Counting colonies using an ImageJ macro

Run the macro "TKS_Batch_Count_Colonies". I have written a short macro that will open all .tiff files in a folder, analyze the particles, and report a summary of particle count, size, and area for all the .tiff images in the folder. The macro will change the images in the folder, so you can see what colonies were counted. Click here to see a text file of this macro (TKS_Batch_Count_Colonies.txt).
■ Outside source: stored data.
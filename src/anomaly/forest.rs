//! Isolation forest over fixed-width feature vectors.
//!
//! Anomalies are isolated by fewer random splits than normal points, so a short
//! average path length across the trees means a high anomaly score.

use rand::{rngs::StdRng, Rng, SeedableRng};

use super::features::{FeatureVector, FEATURE_COUNT};

const EULER_GAMMA: f64 = 0.577_215_664_901_532_9;

#[derive(Debug, Clone, PartialEq)]
pub struct ForestParams {
    pub trees: usize,
    pub sample_size: usize,
    /// Expected share of anomalies, in `(0, 0.5]`.
    pub contamination: f64,
    pub seed: u64,
}

impl Default for ForestParams {
    fn default() -> Self {
        Self {
            trees: 100,
            sample_size: 256,
            contamination: 0.1,
            seed: 42,
        }
    }
}

#[derive(Debug, Clone)]
enum Node {
    Leaf {
        size: usize,
    },
    Split {
        feature: usize,
        threshold: f64,
        left: Box<Node>,
        right: Box<Node>,
    },
}

#[derive(Debug, Clone)]
pub struct IsolationForest {
    trees: Vec<Node>,
    /// Average path length of an unsuccessful search in a tree of `sample_size` points.
    normalizer: f64,
    /// Scores strictly below this are anomalies.
    threshold: f64,
}

impl IsolationForest {
    /// Returns `None` when `data` is empty.
    pub fn fit(data: &[FeatureVector], params: &ForestParams) -> Option<Self> {
        if data.is_empty() {
            return None;
        }

        let mut rng = StdRng::seed_from_u64(params.seed);
        let sample_size = params.sample_size.clamp(1, data.len());
        let height_limit = (sample_size as f64).log2().ceil() as usize;

        let trees = (0..params.trees.max(1))
            .map(|_| {
                let sample: Vec<FeatureVector> =
                    rand::seq::index::sample(&mut rng, data.len(), sample_size)
                        .iter()
                        .map(|i| data[i])
                        .collect();
                build(&sample, 0, height_limit, &mut rng)
            })
            .collect();

        let normalizer = match average_path_length(sample_size) {
            c if c > 0.0 => c,
            _ => 1.0,
        };

        let mut forest = Self {
            trees,
            normalizer,
            threshold: f64::NEG_INFINITY,
        };

        let mut scores: Vec<f64> = data.iter().map(|x| forest.score(x)).collect();
        scores.sort_by(|a, b| a.total_cmp(b));
        forest.threshold = percentile(&scores, params.contamination);

        Some(forest)
    }

    /// Negated anomaly score in `[-1, 0)`; lower means more anomalous.
    pub fn score(&self, x: &FeatureVector) -> f64 {
        let mean_depth =
            self.trees.iter().map(|t| path_length(t, x, 0)).sum::<f64>() / self.trees.len() as f64;
        -(2f64).powf(-mean_depth / self.normalizer)
    }

    pub fn is_anomaly(&self, x: &FeatureVector) -> bool {
        self.score(x) < self.threshold
    }

    pub fn threshold(&self) -> f64 {
        self.threshold
    }
}

fn build(sample: &[FeatureVector], depth: usize, height_limit: usize, rng: &mut StdRng) -> Node {
    if depth >= height_limit || sample.len() <= 1 {
        return Node::Leaf { size: sample.len() };
    }

    let mut splittable = Vec::with_capacity(FEATURE_COUNT);
    for feature in 0..FEATURE_COUNT {
        let (min, max) = column_range(sample, feature);
        if max > min {
            splittable.push((feature, min, max));
        }
    }
    if splittable.is_empty() {
        return Node::Leaf { size: sample.len() };
    }

    let (feature, min, max) = splittable[rng.gen_range(0..splittable.len())];
    let threshold = rng.gen_range(min..max);

    let (left, right): (Vec<FeatureVector>, Vec<FeatureVector>) =
        sample.iter().partition(|x| x[feature] < threshold);

    Node::Split {
        feature,
        threshold,
        left: Box::new(build(&left, depth + 1, height_limit, rng)),
        right: Box::new(build(&right, depth + 1, height_limit, rng)),
    }
}

fn column_range(sample: &[FeatureVector], feature: usize) -> (f64, f64) {
    sample
        .iter()
        .map(|x| x[feature])
        .fold((f64::INFINITY, f64::NEG_INFINITY), |(lo, hi), v| {
            (lo.min(v), hi.max(v))
        })
}

fn path_length(node: &Node, x: &FeatureVector, depth: usize) -> f64 {
    match node {
        Node::Leaf { size } => depth as f64 + average_path_length(*size),
        Node::Split {
            feature,
            threshold,
            left,
            right,
        } => {
            let next = if x[*feature] < *threshold { left } else { right };
            path_length(next, x, depth + 1)
        }
    }
}

/// `c(n)`: expected path length of an unsuccessful BST search among `n` points.
fn average_path_length(n: usize) -> f64 {
    match n {
        0 | 1 => 0.0,
        2 => 1.0,
        n => {
            let n = n as f64;
            2.0 * ((n - 1.0).ln() + EULER_GAMMA) - 2.0 * (n - 1.0) / n
        }
    }
}

/// Linear-interpolated percentile of sorted `values`, `q` in `[0, 1]`.
fn percentile(sorted: &[f64], q: f64) -> f64 {
    let rank = q.clamp(0.0, 1.0) * (sorted.len() - 1) as f64;
    let lo = rank.floor() as usize;
    let hi = rank.ceil() as usize;
    sorted[lo] + (sorted[hi] - sorted[lo]) * (rank - lo as f64)
}
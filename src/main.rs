use std::net::SocketAddr;
use std::path::PathBuf;
use std::time::Duration;

use clap::{Parser, Subcommand};
use tracing_subscriber::{layer::SubscriberExt, util::SubscriberInitExt};

use adea::anomaly::AnomalyDetector;
use adea::api::{self, AppState};
use adea::chat::{self, OpenAiAssistant};
use adea::config::Config;
use adea::db::Database;
use adea::models::{LogLevel, LogQuery};
use adea::render::render_log_table;

#[derive(Parser)]
#[command(name = "adea")]
#[command(about = "AI-powered assistant for debugging and monitoring data pipelines")]
struct Cli {
    /// Configuration file
    #[arg(short, long, global = true)]
    config: Option<PathBuf>,

    #[command(subcommand)]
    command: Option<Commands>,
}

#[derive(Subcommand)]
enum Commands {
    /// Start the HTTP API (default)
    Serve {
        /// Address to bind, overrides the configuration
        #[arg(long)]
        host: Option<String>,

        /// Port to bind, overrides the configuration
        #[arg(short, long)]
        port: Option<u16>,
    },
    /// Chat with the assistant in the terminal
    Chat,
    /// Show recent pipeline logs
    Logs {
        #[arg(long)]
        pipeline: Option<String>,

        /// INFO, WARNING, ERROR or CRITICAL
        #[arg(long, value_parser = parse_level)]
        level: Option<LogLevel>,

        #[arg(short, long, default_value = "20")]
        limit: u32,
    },
    /// Train the detector and list anomalous logs
    Anomalies,
    /// Insert sample pipeline logs
    Seed,
}

fn parse_level(s: &str) -> Result<LogLevel, String> {
    LogLevel::from_str(&s.to_uppercase())
        .ok_or_else(|| format!("invalid level '{}', expected INFO/WARNING/ERROR/CRITICAL", s))
}

/// Server logs go to stdout; CLI commands log to stderr so their output stays clean.
fn init_tracing(use_stderr: bool) {
    let filter = tracing_subscriber::EnvFilter::new(
        std::env::var("RUST_LOG").unwrap_or_else(|_| "adea=info,audit=info,tower_http=info".into()),
    );

    if use_stderr {
        tracing_subscriber::registry()
            .with(filter)
            .with(tracing_subscriber::fmt::layer().with_writer(std::io::stderr))
            .init();
    } else {
        tracing_subscriber::registry()
            .with(filter)
            .with(tracing_subscriber::fmt::layer())
            .init();
    }
}

fn open_database(config: &Config) -> anyhow::Result<Database> {
    let db = match &config.database.path {
        Some(path) => Database::open(path.clone())?,
        None => Database::open_default()?,
    };
    db.migrate()?;
    Ok(db)
}

#[tokio::main]
async fn main() -> anyhow::Result<()> {
    let cli = Cli::parse();

    let serving = matches!(cli.command, None | Some(Commands::Serve { .. }));
    init_tracing(!serving);

    let mut config = Config::load(cli.config.as_deref())?;
    let db = open_database(&config)?;

    match cli.command.unwrap_or(Commands::Serve {
        host: None,
        port: None,
    }) {
        Commands::Serve { host, port } => {
            if let Some(host) = host {
                config.server.host = host;
            }
            if let Some(port) = port {
                config.server.port = port;
            }
            serve(config, db).await?;
        }
        Commands::Chat => {
            let assistant = OpenAiAssistant::new(&config.openai);
            let stdin = std::io::stdin();
            chat::run_repl(
                &assistant,
                &config.query_log_path(),
                stdin.lock(),
                std::io::stdout(),
            )
            .await?;
        }
        Commands::Logs {
            pipeline,
            level,
            limit,
        } => {
            let logs = db.fetch_logs(&LogQuery {
                limit,
                pipeline,
                level,
            })?;
            if logs.is_empty() {
                println!("No logs found with the current filters.");
            } else {
                print!("{}", render_log_table("Pipeline Logs", &logs));
            }
        }
        Commands::Anomalies => {
            let detector = AnomalyDetector::new(db, &config.anomaly);
            detector.train_model()?;
            let anomalies = detector.detect_anomalies(None)?;
            if anomalies.is_empty() {
                println!("No anomalies detected!");
            } else {
                println!("Detected {} anomalies:", anomalies.len());
                print!("{}", render_log_table("Detected Anomalies", &anomalies));
            }
        }
        Commands::Seed => {
            let logs = db.insert_sample_logs()?;
            println!("Inserted {} sample logs.", logs.len());
        }
    }

    Ok(())
}

async fn serve(config: Config, db: Database) -> anyhow::Result<()> {
    let state = AppState::from_config(&config, db)?;

    if !state.security.auth_enabled() {
        tracing::warn!("No auth.password or auth.api_key configured; protected routes are open");
    }
    if let Err(e) = state.detector.train_model() {
        tracing::error!("Error training anomaly detection model: {:#}", e);
    }

    spawn_housekeeping(&state, config.cache_ttl().max(Duration::from_secs(60)));

    let app = api::create_router(state);
    let addr = format!("{}:{}", config.server.host, config.server.port);
    let listener = tokio::net::TcpListener::bind(&addr).await?;
    tracing::info!("ADEA API listening on http://{}", addr);

    axum::serve(
        listener,
        app.into_make_service_with_connect_info::<SocketAddr>(),
    )
    .with_graceful_shutdown(shutdown_signal())
    .await?;
    Ok(())
}

/// Periodically evict expired cache entries, tokens and rate-limit windows.
fn spawn_housekeeping(state: &AppState, every: Duration) {
    let cache = state.cache.clone();
    let security = state.security.clone();
    tokio::spawn(async move {
        let mut interval = tokio::time::interval(every);
        loop {
            interval.tick().await;
            let purged = cache.purge_expired();
            if purged > 0 {
                tracing::debug!("Purged {} expired cache entries", purged);
            }
            security.tokens.cleanup();
            if let Some(limiter) = &security.rate_limiter {
                limiter.cleanup();
            }
        }
    });
}

async fn shutdown_signal() {
    if let Err(e) = tokio::signal::ctrl_c().await {
        tracing::error!("Failed to listen for shutdown signal: {}", e);
        std::future::pending::<()>().await;
    }
    tracing::info!("Shutting down");
}
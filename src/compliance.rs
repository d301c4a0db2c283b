//! PII handling for audit records and stored messages.

use axum::{body::Body, http::Request, middleware::Next, response::Response};
use serde::Serialize;

const SENSITIVE_TERMS: [&str; 4] = ["password", "social", "credit", "ssn"];

pub const REDACTED: &str = "[REDACTED]";
pub const ANONYMIZED_USER: &str = "ANONYMIZED";
pub const ANONYMIZED_ADDR: &str = "XXX.XXX.XXX.XXX";

/// One API request as written to the audit log.
#[derive(Debug, Clone, PartialEq, Serialize)]
pub struct AuditRecord {
    pub timestamp: String,
    pub method: String,
    pub path: String,
    pub remote_addr: Option<String>,
    pub user_id: Option<String>,
}

impl AuditRecord {
    /// The anonymised record for an incoming request.
    pub fn for_request(request: &Request<Body>) -> Self {
        Self {
            timestamp: chrono::Utc::now().to_rfc3339(),
            method: request.method().to_string(),
            path: request.uri().path().to_string(),
            remote_addr: crate::api::client_ip(request).map(|ip| ip.to_string()),
            user_id: Some("anonymous".to_string()),
        }
        .anonymize()
    }

    /// Strip identifying fields.
    pub fn anonymize(mut self) -> Self {
        if self.user_id.is_some() {
            self.user_id = Some(ANONYMIZED_USER.to_string());
        }
        if self.remote_addr.is_some() {
            self.remote_addr = Some(ANONYMIZED_ADDR.to_string());
        }
        self
    }
}

fn is_sensitive(word: &str) -> bool {
    let lower = word.to_lowercase();
    word.contains('@') || SENSITIVE_TERMS.iter().any(|term| lower.contains(term))
}

/// Replace words that look like e-mail addresses or mention credentials.
///
/// Text without any such word is returned untouched, whitespace included.
pub fn redact_message(text: &str) -> String {
    if !text.split_whitespace().any(is_sensitive) {
        return text.to_string();
    }

    text.split_whitespace()
        .map(|word| if is_sensitive(word) { REDACTED } else { word })
        .collect::<Vec<_>>()
        .join(" ")
}

/// Writes an anonymised line per request to the `audit` target.
pub async fn audit_requests(request: Request<Body>, next: Next) -> Response {
    let record = AuditRecord::for_request(&request);

    tracing::info!(
        target: "audit",
        method = %record.method,
        path = %record.path,
        remote_addr = record.remote_addr.as_deref().unwrap_or("-"),
        user_id = record.user_id.as_deref().unwrap_or("-"),
        "API request"
    );

    next.run(request).await
}
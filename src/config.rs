//! Layered configuration.
//!
//! Sources, lowest precedence first:
//! 1. built-in defaults
//! 2. the YAML file (`config.yaml` unless `--config` says otherwise)
//! 3. `ADEA_*` environment variables, nested with `__` (`ADEA_SERVER__PORT=8080`)
//! 4. the plain variables deployments already set: `OPENAI_API_KEY`,
//!    `SLACK_BOT_TOKEN`, `HOST`, `PORT`

use std::path::{Path, PathBuf};

use anyhow::{Context, Result};
use figment::{
    providers::{Env, Format, Serialized, Yaml},
    Figment,
};
use serde::{Deserialize, Serialize};

pub const DEFAULT_CONFIG_FILE: &str = "config.yaml";

#[derive(Debug, Clone, Default, Serialize, Deserialize, PartialEq)]
#[serde(default)]
pub struct Config {
    pub server: ServerConfig,
    pub database: DatabaseConfig,
    pub cache: CacheConfig,
    pub openai: OpenAiConfig,
    pub auth: AuthConfig,
    pub anomaly: AnomalyConfig,
    pub slack: SlackConfig,
    /// File the interactive chat appends every query to.
    pub query_log_path: Option<PathBuf>,
}

#[derive(Debug, Clone, Serialize, Deserialize, PartialEq)]
#[serde(default)]
pub struct ServerConfig {
    pub host: String,
    pub port: u16,
}

impl Default for ServerConfig {
    fn default() -> Self {
        Self {
            host: "0.0.0.0".to_string(),
            port: 5000,
        }
    }
}

#[derive(Debug, Clone, Default, Serialize, Deserialize, PartialEq)]
#[serde(default)]
pub struct DatabaseConfig {
    /// SQLite file. Falls back to the platform data directory.
    pub path: Option<PathBuf>,
}

#[derive(Debug, Clone, Serialize, Deserialize, PartialEq)]
#[serde(default)]
pub struct CacheConfig {
    pub enabled: bool,
    pub ttl_secs: u64,
}

impl Default for CacheConfig {
    fn default() -> Self {
        Self {
            enabled: true,
            ttl_secs: 3600,
        }
    }
}

#[derive(Debug, Clone, Serialize, Deserialize, PartialEq)]
#[serde(default)]
pub struct OpenAiConfig {
    pub api_key: Option<String>,
    pub base_url: String,
    pub model: String,
    pub temperature: f32,
    pub max_tokens: u32,
}

impl Default for OpenAiConfig {
    fn default() -> Self {
        Self {
            api_key: None,
            base_url: "https://api.openai.com/v1".to_string(),
            model: "gpt-4".to_string(),
            temperature: 0.7,
            max_tokens: 800,
        }
    }
}

#[derive(Debug, Clone, Serialize, Deserialize, PartialEq)]
#[serde(default)]
pub struct AuthConfig {
    pub username: String,
    /// Password accepted by `/login`. Login is refused while unset.
    pub password: Option<String>,
    /// Static bearer key for machine clients.
    pub api_key: Option<String>,
    pub token_ttl_secs: u64,
    /// Requests per minute per client IP. Unlimited when unset.
    pub rate_limit_per_minute: Option<u32>,
}

impl Default for AuthConfig {
    fn default() -> Self {
        Self {
            username: "admin".to_string(),
            password: None,
            api_key: None,
            token_ttl_secs: 900,
            rate_limit_per_minute: None,
        }
    }
}

#[derive(Debug, Clone, Serialize, Deserialize, PartialEq)]
#[serde(default)]
pub struct AnomalyConfig {
    pub contamination: f64,
    pub trees: usize,
    pub sample_size: usize,
    pub seed: u64,
    pub training_window: u32,
    pub detection_window: u32,
}

impl Default for AnomalyConfig {
    fn default() -> Self {
        Self {
            contamination: 0.1,
            trees: 100,
            sample_size: 256,
            seed: 42,
            training_window: 1000,
            detection_window: 100,
        }
    }
}

#[derive(Debug, Clone, Serialize, Deserialize, PartialEq)]
#[serde(default)]
pub struct SlackConfig {
    pub token: Option<String>,
    pub base_url: String,
}

impl Default for SlackConfig {
    fn default() -> Self {
        Self {
            token: None,
            base_url: "https://slack.com/api".to_string(),
        }
    }
}

impl Config {
    /// Load configuration from `path` (or `config.yaml`) layered with the environment.
    /// A missing file is not an error.
    pub fn load(path: Option<&Path>) -> Result<Self> {
        let path = path.unwrap_or_else(|| Path::new(DEFAULT_CONFIG_FILE));
        Self::figment(path)
            .extract()
            .with_context(|| format!("Invalid configuration (file: {})", path.display()))
    }

    pub fn figment(path: &Path) -> Figment {
        Figment::from(Serialized::defaults(Config::default()))
            .merge(Yaml::file(path))
            .merge(Env::prefixed("ADEA_").split("__"))
            .merge(Env::raw().only(&["OPENAI_API_KEY"]).map(|_| "openai.api_key".into()))
            .merge(Env::raw().only(&["SLACK_BOT_TOKEN"]).map(|_| "slack.token".into()))
            .merge(Env::raw().only(&["HOST"]).map(|_| "server.host".into()))
            .merge(Env::raw().only(&["PORT"]).map(|_| "server.port".into()))
    }

    pub fn cache_ttl(&self) -> std::time::Duration {
        std::time::Duration::from_secs(self.cache.ttl_secs)
    }

    pub fn query_log_path(&self) -> PathBuf {
        self.query_log_path
            .clone()
            .unwrap_or_else(|| PathBuf::from("query_logs.txt"))
    }
}

#[cfg(test)]
mod tests {
    use super::*;
    use figment::Jail;

    #[test]
    fn defaults_match_the_container_contract() {
        let config = Config::default();
        assert_eq!(config.server.port, 5000);
        assert_eq!(config.server.host, "0.0.0.0");
        assert_eq!(config.openai.model, "gpt-4");
        assert_eq!(config.cache.ttl_secs, 3600);
        assert_eq!(config.anomaly.contamination, 0.1);
    }

    #[test]
    fn missing_file_falls_back_to_defaults() {
        Jail::expect_with(|_jail| {
            let config = Config::load(Some(Path::new("nope.yaml"))).map_err(|e| e.to_string())?;
            assert_eq!(config, Config::default());
            Ok(())
        });
    }

    #[test]
    fn yaml_file_overrides_defaults() {
        Jail::expect_with(|jail| {
            jail.create_file(
                "config.yaml",
                r#"
server:
  port: 8080
openai:
  api_key: from-file
  model: gpt-4o
cache:
  ttl_secs: 60
"#,
            )?;

            let config = Config::load(None).map_err(|e| e.to_string())?;
            assert_eq!(config.server.port, 8080);
            assert_eq!(config.server.host, "0.0.0.0");
            assert_eq!(config.openai.api_key.as_deref(), Some("from-file"));
            assert_eq!(config.openai.model, "gpt-4o");
            assert_eq!(config.cache.ttl_secs, 60);
            Ok(())
        });
    }

    #[test]
    fn environment_overrides_file() {
        Jail::expect_with(|jail| {
            jail.create_file("config.yaml", "openai:\n  api_key: from-file\n")?;
            jail.set_env("OPENAI_API_KEY", "from-env");
            jail.set_env("PORT", "9000");
            jail.set_env("ADEA_AUTH__PASSWORD", "s3cret");

            let config = Config::load(None).map_err(|e| e.to_string())?;
            assert_eq!(config.openai.api_key.as_deref(), Some("from-env"));
            assert_eq!(config.server.port, 9000);
            assert_eq!(config.auth.password.as_deref(), Some("s3cret"));
            Ok(())
        });
    }
}
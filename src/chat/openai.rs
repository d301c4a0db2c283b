use async_trait::async_trait;
use reqwest::Client;
use serde::{Deserialize, Serialize};

use super::{Assistant, AssistantError, SYSTEM_PROMPT};
use crate::config::OpenAiConfig;

/// Client for an OpenAI-compatible `chat/completions` endpoint.
#[derive(Debug, Clone)]
pub struct OpenAiAssistant {
    base_url: String,
    api_key: Option<String>,
    model: String,
    temperature: f32,
    max_tokens: u32,
    client: Client,
}

#[derive(Serialize)]
struct ChatCompletionRequest<'a> {
    model: &'a str,
    messages: [ChatMessage<'a>; 2],
    temperature: f32,
    max_tokens: u32,
}

#[derive(Serialize)]
struct ChatMessage<'a> {
    role: &'a str,
    content: &'a str,
}

#[derive(Deserialize)]
struct ChatCompletionResponse {
    choices: Vec<Choice>,
}

#[derive(Deserialize)]
struct Choice {
    message: ResponseMessage,
}

#[derive(Deserialize)]
struct ResponseMessage {
    content: Option<String>,
}

impl OpenAiAssistant {
    pub fn new(config: &OpenAiConfig) -> Self {
        Self {
            base_url: config.base_url.trim_end_matches('/').to_string(),
            api_key: config.api_key.clone(),
            model: config.model.clone(),
            temperature: config.temperature,
            max_tokens: config.max_tokens,
            client: Client::new(),
        }
    }
}

#[async_trait]
impl Assistant for OpenAiAssistant {
    async fn reply(&self, prompt: &str) -> Result<String, AssistantError> {
        let api_key = self
            .api_key
            .as_deref()
            .ok_or(AssistantError::MissingApiKey)?;

        let body = ChatCompletionRequest {
            model: &self.model,
            messages: [
                ChatMessage {
                    role: "system",
                    content: SYSTEM_PROMPT,
                },
                ChatMessage {
                    role: "user",
                    content: prompt,
                },
            ],
            temperature: self.temperature,
            max_tokens: self.max_tokens,
        };

        let response = self
            .client
            .post(format!("{}/chat/completions", self.base_url))
            .bearer_auth(api_key)
            .json(&body)
            .send()
            .await?;

        let status = response.status();
        if !status.is_success() {
            let body = response.text().await.unwrap_or_default();
            return Err(AssistantError::Api {
                status: status.as_u16(),
                body,
            });
        }

        let completion: ChatCompletionResponse = response.json().await?;
        completion
            .choices
            .into_iter()
            .next()
            .and_then(|choice| choice.message.content)
            .ok_or(AssistantError::EmptyResponse)
    }
}
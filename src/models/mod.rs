//! Domain models for ADEA.
//!
//! - [`LogEntry`]: a pipeline log record, the unit the store, the anomaly
//!   detector and the `/logs` endpoint all work on.
//! - [`LogLevel`]: record severity, also the first anomaly feature.
//! - API payloads ([`ChatInput`], [`AnomalyReport`], ...) live in `api`.

mod api;
mod log;

pub use api::*;
pub use log::*;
Copy and paste this to a text file and put the file in your own ImageJ macro directory, then change the macro by changing the threshold, particle size, and circularity parameters in the macro with the ones that you determined above. Place a copy of all .tiff files to be analyzed in a separate folder, invoke the macro, select the folder, and run the macro. The summary window will appear after you run the macro and a log window indicating the number of images analyzed.

Copy the contents of the summary file to an Excel spreadsheet to analyze the data. To determine if differences between colony count, total area, or average particle size are significant use the Student's T-Test with two-tails and unequal variance.